Source material START

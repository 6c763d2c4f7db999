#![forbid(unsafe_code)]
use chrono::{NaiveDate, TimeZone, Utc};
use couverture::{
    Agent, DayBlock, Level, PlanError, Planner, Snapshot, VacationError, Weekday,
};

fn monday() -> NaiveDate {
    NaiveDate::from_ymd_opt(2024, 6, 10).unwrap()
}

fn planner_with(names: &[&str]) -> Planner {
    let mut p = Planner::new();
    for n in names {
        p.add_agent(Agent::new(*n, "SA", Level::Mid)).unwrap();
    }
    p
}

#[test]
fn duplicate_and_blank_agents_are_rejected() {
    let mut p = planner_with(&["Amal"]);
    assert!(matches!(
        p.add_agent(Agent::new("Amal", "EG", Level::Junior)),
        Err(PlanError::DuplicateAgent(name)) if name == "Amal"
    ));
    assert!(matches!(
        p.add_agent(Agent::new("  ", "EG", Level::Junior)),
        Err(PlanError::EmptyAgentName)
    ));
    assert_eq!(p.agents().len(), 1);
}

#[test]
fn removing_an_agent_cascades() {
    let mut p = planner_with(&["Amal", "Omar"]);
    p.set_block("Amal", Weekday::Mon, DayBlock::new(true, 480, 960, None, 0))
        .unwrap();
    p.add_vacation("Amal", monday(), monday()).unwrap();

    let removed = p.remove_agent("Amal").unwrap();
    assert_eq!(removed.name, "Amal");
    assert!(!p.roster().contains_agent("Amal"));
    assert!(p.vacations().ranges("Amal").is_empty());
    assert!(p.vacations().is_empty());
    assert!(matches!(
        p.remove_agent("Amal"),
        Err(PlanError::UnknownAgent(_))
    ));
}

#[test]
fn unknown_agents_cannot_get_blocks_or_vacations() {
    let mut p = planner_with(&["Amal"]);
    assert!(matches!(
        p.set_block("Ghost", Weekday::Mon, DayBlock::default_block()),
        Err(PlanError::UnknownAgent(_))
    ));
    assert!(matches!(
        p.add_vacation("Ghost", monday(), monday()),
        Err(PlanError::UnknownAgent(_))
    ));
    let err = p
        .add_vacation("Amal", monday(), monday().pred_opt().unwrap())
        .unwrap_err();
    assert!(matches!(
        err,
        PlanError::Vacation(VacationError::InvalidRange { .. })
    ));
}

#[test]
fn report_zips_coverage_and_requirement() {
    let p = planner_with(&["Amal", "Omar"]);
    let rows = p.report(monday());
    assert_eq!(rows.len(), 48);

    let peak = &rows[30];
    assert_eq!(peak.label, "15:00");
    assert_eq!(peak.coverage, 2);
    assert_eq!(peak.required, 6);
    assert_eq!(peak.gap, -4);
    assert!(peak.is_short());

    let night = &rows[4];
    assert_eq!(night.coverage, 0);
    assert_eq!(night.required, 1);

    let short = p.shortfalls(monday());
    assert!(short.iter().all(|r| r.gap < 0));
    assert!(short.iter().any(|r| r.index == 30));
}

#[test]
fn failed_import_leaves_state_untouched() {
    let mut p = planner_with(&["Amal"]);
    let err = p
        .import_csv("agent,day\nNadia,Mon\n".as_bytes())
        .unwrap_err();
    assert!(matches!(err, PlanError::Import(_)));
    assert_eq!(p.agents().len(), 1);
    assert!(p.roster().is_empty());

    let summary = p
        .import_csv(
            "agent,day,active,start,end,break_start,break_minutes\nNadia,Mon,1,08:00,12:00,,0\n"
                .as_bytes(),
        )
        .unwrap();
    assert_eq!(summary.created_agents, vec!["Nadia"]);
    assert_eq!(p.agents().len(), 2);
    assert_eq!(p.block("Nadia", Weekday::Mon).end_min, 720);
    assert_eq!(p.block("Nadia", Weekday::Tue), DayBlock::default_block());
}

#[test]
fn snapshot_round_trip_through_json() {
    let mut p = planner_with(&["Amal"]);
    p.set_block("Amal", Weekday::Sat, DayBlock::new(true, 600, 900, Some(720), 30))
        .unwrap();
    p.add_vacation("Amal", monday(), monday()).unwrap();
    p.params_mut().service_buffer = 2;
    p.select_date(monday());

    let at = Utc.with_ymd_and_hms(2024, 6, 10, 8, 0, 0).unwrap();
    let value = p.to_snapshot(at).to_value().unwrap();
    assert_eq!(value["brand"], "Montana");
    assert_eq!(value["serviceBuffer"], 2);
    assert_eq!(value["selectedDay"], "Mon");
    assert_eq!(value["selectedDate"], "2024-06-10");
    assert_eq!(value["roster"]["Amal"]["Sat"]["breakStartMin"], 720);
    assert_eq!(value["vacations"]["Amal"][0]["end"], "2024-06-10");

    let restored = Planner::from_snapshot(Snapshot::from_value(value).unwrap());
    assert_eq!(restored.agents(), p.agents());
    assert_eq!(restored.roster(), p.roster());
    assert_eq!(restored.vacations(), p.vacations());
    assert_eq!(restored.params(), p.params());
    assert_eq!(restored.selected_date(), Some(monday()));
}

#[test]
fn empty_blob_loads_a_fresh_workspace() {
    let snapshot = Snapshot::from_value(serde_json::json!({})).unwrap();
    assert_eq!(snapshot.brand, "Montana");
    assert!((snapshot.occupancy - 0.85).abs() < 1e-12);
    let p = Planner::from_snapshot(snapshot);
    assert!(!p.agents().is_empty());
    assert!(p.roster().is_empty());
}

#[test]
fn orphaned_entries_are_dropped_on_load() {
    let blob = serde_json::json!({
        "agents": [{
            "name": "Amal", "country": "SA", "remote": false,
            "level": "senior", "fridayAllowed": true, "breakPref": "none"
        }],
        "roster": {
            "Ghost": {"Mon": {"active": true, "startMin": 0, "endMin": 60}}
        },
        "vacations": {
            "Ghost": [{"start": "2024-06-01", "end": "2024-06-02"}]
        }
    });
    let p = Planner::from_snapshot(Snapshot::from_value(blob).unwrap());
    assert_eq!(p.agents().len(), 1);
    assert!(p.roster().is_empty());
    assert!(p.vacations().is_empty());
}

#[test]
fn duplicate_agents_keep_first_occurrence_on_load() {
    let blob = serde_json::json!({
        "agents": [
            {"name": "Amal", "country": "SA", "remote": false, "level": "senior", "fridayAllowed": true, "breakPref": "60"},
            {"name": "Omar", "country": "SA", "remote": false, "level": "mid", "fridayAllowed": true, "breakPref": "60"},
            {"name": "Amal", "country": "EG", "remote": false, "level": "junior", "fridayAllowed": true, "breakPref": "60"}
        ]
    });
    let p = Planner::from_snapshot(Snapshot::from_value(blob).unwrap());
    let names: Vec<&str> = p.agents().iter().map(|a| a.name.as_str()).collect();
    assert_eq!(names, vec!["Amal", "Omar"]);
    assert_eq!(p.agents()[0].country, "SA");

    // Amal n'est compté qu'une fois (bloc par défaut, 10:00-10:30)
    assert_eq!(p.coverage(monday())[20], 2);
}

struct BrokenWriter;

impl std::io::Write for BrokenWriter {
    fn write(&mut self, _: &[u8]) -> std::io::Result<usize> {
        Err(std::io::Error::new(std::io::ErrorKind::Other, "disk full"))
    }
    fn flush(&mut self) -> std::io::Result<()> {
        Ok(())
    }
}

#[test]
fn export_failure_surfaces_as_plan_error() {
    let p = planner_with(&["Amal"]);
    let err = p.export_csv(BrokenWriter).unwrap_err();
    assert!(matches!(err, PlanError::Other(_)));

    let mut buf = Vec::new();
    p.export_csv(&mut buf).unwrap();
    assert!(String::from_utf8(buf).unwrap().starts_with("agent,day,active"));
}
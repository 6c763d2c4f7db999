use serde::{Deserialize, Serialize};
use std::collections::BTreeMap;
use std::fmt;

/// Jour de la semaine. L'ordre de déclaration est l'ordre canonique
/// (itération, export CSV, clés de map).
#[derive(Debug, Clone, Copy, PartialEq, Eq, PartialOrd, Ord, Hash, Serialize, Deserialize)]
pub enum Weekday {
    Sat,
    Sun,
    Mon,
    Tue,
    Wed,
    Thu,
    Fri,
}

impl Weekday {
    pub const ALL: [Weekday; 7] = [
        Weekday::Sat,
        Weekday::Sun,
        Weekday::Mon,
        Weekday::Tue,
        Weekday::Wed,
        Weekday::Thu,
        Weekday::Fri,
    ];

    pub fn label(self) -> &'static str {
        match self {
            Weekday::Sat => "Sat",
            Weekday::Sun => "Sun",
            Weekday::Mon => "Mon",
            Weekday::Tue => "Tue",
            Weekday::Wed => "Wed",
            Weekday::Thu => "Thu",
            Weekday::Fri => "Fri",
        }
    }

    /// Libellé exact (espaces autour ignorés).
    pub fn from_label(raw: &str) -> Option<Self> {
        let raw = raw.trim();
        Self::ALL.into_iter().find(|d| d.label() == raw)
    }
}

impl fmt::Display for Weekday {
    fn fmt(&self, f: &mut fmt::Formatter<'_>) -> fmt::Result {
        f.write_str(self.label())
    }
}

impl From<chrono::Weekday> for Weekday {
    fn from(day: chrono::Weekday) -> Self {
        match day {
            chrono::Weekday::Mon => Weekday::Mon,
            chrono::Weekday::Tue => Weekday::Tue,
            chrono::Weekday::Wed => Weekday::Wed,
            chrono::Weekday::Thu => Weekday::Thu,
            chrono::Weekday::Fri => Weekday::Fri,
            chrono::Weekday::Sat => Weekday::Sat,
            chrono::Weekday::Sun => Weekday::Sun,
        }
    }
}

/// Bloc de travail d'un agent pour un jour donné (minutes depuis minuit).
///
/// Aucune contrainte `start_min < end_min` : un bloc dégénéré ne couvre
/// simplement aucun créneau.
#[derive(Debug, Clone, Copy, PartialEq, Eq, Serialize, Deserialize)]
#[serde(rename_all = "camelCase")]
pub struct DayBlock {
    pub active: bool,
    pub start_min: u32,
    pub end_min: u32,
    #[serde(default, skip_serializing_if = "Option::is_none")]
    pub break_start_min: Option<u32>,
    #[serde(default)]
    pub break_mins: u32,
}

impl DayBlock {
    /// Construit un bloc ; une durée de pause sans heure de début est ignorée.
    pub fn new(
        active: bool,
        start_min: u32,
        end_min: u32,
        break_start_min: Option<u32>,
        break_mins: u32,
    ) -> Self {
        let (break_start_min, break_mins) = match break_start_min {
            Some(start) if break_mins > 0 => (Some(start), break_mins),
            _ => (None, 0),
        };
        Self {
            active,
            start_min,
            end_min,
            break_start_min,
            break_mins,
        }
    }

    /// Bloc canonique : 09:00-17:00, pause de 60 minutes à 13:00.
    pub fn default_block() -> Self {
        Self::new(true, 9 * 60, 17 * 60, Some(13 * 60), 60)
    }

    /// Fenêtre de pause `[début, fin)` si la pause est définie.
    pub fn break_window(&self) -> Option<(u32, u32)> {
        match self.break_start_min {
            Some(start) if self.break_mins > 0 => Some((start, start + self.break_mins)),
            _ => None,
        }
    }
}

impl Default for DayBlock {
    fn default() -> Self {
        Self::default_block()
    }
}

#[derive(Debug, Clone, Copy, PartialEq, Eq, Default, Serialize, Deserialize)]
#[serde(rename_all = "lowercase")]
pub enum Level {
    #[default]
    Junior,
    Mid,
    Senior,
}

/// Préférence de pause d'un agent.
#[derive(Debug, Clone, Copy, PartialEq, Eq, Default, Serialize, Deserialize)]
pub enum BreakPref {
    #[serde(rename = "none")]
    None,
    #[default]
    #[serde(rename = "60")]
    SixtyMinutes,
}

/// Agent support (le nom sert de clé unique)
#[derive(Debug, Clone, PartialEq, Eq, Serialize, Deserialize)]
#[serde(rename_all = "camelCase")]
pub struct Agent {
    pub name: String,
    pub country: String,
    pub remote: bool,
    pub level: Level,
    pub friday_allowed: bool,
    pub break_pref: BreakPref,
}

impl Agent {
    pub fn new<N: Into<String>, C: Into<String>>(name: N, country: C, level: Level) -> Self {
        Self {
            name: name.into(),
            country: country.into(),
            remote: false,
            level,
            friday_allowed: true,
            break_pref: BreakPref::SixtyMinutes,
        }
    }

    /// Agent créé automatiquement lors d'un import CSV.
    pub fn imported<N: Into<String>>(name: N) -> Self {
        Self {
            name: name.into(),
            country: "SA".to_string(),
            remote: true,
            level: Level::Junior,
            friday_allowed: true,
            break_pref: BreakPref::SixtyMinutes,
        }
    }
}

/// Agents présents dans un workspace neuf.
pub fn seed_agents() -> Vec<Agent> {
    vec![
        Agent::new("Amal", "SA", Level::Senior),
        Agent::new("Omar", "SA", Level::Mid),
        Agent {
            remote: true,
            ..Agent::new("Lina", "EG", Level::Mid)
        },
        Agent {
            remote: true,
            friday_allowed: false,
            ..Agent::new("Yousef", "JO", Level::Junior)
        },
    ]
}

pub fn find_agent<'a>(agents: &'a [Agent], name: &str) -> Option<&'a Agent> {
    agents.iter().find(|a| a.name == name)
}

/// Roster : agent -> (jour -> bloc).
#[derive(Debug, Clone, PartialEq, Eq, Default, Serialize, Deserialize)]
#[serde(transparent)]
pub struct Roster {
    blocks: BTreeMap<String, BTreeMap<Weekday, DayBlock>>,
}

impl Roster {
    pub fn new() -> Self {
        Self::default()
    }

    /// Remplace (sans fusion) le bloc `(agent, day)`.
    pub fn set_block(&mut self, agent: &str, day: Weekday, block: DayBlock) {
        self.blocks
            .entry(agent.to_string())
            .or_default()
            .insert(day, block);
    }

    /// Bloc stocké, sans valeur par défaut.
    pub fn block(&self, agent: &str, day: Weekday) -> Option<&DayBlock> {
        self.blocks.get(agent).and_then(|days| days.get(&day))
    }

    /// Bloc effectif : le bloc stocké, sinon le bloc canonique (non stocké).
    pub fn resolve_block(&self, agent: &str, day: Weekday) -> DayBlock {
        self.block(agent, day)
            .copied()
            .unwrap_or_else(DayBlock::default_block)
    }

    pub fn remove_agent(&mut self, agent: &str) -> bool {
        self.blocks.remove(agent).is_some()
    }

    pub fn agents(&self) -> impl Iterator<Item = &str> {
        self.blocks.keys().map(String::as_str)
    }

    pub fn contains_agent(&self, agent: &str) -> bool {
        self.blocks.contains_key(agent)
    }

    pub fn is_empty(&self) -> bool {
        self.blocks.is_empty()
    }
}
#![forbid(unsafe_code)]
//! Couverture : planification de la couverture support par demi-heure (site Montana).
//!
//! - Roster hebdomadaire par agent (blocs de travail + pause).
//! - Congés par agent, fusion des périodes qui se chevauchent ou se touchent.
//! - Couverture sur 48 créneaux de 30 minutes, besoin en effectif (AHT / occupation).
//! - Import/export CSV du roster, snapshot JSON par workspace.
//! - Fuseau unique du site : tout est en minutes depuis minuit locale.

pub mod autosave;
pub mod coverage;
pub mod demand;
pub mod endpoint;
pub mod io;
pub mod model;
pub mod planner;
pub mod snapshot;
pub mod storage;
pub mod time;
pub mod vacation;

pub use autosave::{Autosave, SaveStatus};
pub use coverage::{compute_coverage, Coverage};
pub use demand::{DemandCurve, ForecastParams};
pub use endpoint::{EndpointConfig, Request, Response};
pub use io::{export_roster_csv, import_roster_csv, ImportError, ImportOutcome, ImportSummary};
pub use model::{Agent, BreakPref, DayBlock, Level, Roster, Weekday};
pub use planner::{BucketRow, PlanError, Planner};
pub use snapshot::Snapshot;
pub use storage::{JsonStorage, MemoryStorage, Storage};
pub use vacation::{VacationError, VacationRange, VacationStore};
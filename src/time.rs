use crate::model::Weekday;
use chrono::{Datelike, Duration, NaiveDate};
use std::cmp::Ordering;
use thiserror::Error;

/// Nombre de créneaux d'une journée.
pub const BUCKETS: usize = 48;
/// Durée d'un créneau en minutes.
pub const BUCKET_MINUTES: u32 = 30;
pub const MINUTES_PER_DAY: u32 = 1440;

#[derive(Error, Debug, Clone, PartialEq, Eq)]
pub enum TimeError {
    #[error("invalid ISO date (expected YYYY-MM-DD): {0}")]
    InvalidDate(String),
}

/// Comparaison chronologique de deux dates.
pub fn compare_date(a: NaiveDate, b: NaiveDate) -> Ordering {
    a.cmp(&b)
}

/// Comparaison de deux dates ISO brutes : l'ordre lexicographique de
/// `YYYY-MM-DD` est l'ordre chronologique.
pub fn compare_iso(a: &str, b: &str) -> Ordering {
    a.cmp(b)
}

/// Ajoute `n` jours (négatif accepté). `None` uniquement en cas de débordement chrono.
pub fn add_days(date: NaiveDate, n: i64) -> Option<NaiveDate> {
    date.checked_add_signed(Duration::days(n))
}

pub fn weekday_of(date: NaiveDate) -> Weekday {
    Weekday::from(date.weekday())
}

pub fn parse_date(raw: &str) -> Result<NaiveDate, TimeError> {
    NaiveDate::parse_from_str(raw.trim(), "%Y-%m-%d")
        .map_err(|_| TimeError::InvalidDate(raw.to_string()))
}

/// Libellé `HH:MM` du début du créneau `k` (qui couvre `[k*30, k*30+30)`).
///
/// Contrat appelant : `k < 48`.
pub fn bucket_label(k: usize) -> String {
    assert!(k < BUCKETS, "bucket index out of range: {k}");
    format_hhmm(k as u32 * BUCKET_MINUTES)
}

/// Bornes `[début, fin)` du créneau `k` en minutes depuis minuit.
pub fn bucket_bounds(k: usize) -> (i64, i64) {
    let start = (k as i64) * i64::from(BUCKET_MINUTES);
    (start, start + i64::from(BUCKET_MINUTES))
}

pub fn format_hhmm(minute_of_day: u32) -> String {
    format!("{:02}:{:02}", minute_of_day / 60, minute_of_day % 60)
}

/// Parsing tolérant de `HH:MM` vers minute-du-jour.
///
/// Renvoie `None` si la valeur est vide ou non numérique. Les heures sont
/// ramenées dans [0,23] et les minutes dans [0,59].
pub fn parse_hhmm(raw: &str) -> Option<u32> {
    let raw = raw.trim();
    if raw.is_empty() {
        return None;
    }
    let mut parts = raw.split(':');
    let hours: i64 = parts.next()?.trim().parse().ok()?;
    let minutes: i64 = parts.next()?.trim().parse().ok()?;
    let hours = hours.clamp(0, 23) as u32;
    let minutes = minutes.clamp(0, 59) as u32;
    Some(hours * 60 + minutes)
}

Source material END

*Task to complete:*
Write out, word for word, the lines from the one containing "minutes depuis minuit." through the end of the records, with no other lines.

*Task solution:*
/// Bornes `[début, fin)` du créneau `k` en minutes depuis minuit.
pub fn bucket_bounds(k: usize) -> (i64, i64) {
    let start = (k as i64) * i64::from(BUCKET_MINUTES);
    (start, start + i64::from(BUCKET_MINUTES))
}

pub fn format_hhmm(minute_of_day: u32) -> String {
    format!("{:02}:{:02}", minute_of_day / 60, minute_of_day % 60)
}

/// Parsing tolérant de `HH:MM` vers minute-du-jour.
///
/// Renvoie `None` si la valeur est vide ou non numérique. Les heures sont
/// ramenées dans [0,23] et les minutes dans [0,59].
pub fn parse_hhmm(raw: &str) -> Option<u32> {
    let raw = raw.trim();
    if raw.is_empty() {
        return None;
    }
    let mut parts = raw.split(':');
    let hours: i64 = parts.next()?.trim().parse().ok()?;
    let minutes: i64 = parts.next()?.trim().parse().ok()?;
    let hours = hours.clamp(0, 23) as u32;
    let minutes = minutes.clamp(0, 59) as u32;
    Some(hours * 60 + minutes)
}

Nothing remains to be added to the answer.